Action item =>
Instruction for the entries that follow: retype exactly the lines from the line with "serde_json::to_string_pretty(bundle)" to the line with "pub fn decode(text: &str)", both included, and omit all others.
+---+
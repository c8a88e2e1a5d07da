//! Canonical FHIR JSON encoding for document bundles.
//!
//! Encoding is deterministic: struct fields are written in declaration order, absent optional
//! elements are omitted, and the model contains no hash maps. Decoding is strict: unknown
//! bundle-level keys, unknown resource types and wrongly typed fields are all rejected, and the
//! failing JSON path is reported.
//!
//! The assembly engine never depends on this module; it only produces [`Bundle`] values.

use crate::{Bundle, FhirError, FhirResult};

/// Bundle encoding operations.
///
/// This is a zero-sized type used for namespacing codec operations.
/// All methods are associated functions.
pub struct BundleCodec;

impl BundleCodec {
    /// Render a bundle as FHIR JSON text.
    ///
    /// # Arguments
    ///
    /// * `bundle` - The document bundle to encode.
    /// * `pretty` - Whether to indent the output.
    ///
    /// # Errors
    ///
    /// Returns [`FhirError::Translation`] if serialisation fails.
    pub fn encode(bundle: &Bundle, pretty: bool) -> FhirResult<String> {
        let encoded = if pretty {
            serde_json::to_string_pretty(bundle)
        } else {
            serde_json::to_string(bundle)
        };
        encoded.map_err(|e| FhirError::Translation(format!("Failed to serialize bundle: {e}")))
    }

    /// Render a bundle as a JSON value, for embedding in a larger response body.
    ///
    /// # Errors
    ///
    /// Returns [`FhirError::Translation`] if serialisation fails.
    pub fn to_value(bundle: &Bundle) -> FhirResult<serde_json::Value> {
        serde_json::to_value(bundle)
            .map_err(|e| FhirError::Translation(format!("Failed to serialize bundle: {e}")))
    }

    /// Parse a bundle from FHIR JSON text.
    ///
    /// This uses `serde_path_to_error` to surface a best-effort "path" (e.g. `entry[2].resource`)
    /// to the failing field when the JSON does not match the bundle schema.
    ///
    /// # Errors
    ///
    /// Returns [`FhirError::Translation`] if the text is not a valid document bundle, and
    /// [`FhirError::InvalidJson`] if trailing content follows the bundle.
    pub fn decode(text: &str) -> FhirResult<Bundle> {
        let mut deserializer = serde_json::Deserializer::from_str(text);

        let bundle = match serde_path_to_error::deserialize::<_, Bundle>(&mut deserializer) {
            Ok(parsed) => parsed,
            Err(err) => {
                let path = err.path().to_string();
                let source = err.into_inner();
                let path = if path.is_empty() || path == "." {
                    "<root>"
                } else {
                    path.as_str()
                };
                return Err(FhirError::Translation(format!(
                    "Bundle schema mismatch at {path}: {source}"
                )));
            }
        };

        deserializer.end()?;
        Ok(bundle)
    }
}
+---+
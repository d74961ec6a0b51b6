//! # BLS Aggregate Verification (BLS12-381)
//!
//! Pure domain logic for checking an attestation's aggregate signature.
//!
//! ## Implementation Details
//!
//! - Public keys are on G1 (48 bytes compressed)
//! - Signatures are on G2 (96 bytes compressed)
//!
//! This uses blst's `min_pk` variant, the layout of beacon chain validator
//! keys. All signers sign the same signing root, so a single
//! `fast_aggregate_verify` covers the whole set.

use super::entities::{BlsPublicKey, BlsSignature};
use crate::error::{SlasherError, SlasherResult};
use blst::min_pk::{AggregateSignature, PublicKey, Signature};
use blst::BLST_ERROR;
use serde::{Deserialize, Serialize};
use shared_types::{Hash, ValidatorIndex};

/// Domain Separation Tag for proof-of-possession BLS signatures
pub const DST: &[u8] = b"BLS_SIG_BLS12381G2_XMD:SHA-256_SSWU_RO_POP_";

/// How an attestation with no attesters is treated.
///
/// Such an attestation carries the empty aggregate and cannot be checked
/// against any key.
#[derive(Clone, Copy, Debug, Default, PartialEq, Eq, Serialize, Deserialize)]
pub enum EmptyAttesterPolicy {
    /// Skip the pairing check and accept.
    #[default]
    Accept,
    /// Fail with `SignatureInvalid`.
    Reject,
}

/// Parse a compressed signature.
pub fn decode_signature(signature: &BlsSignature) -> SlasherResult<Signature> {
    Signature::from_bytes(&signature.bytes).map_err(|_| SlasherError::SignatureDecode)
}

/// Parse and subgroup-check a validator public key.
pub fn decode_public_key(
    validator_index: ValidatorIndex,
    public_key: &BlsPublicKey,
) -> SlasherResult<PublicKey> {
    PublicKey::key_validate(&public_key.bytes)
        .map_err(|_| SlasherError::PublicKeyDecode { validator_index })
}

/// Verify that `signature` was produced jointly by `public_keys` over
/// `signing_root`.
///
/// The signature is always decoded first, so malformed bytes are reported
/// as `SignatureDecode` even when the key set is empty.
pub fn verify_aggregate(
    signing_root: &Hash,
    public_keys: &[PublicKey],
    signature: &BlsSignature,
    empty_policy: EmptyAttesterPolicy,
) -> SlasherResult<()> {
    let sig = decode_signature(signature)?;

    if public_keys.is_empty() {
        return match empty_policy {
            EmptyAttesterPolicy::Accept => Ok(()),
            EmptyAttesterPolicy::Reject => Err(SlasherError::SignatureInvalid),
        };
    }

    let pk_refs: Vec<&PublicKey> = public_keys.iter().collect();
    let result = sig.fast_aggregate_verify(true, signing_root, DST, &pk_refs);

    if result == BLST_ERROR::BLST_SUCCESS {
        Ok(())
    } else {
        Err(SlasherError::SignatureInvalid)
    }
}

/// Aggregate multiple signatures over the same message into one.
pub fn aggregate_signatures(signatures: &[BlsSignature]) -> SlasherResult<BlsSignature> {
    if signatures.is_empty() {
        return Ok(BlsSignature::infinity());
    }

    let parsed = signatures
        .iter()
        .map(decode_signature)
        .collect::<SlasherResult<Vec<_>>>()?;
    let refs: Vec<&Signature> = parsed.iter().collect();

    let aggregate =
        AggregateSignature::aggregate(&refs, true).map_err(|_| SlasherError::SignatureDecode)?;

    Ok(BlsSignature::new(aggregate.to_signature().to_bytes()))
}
+---+
Response area =>
            serde_json::to_string_pretty(bundle)
        } else {
            serde_json::to_string(bundle)
        };
        encoded.map_err(|e| FhirError::Translation(format!("Failed to serialize bundle: {e}")))
    }

    /// Render a bundle as a JSON value, for embedding in a larger response body.
    ///
    /// # Errors
    ///
    /// Returns [`FhirError::Translation`] if serialisation fails.
    pub fn to_value(bundle: &Bundle) -> FhirResult<serde_json::Value> {
        serde_json::to_value(bundle)
            .map_err(|e| FhirError::Translation(format!("Failed to serialize bundle: {e}")))
    }

    /// Parse a bundle from FHIR JSON text.
    ///
    /// This uses `serde_path_to_error` to surface a best-effort "path" (e.g. `entry[2].resource`)
    /// to the failing field when the JSON does not match the bundle schema.
    ///
    /// # Errors
    ///
    /// Returns [`FhirError::Translation`] if the text is not a valid document bundle, and
    /// [`FhirError::InvalidJson`] if trailing content follows the bundle.
    pub fn decode(text: &str) -> FhirResult<Bundle> {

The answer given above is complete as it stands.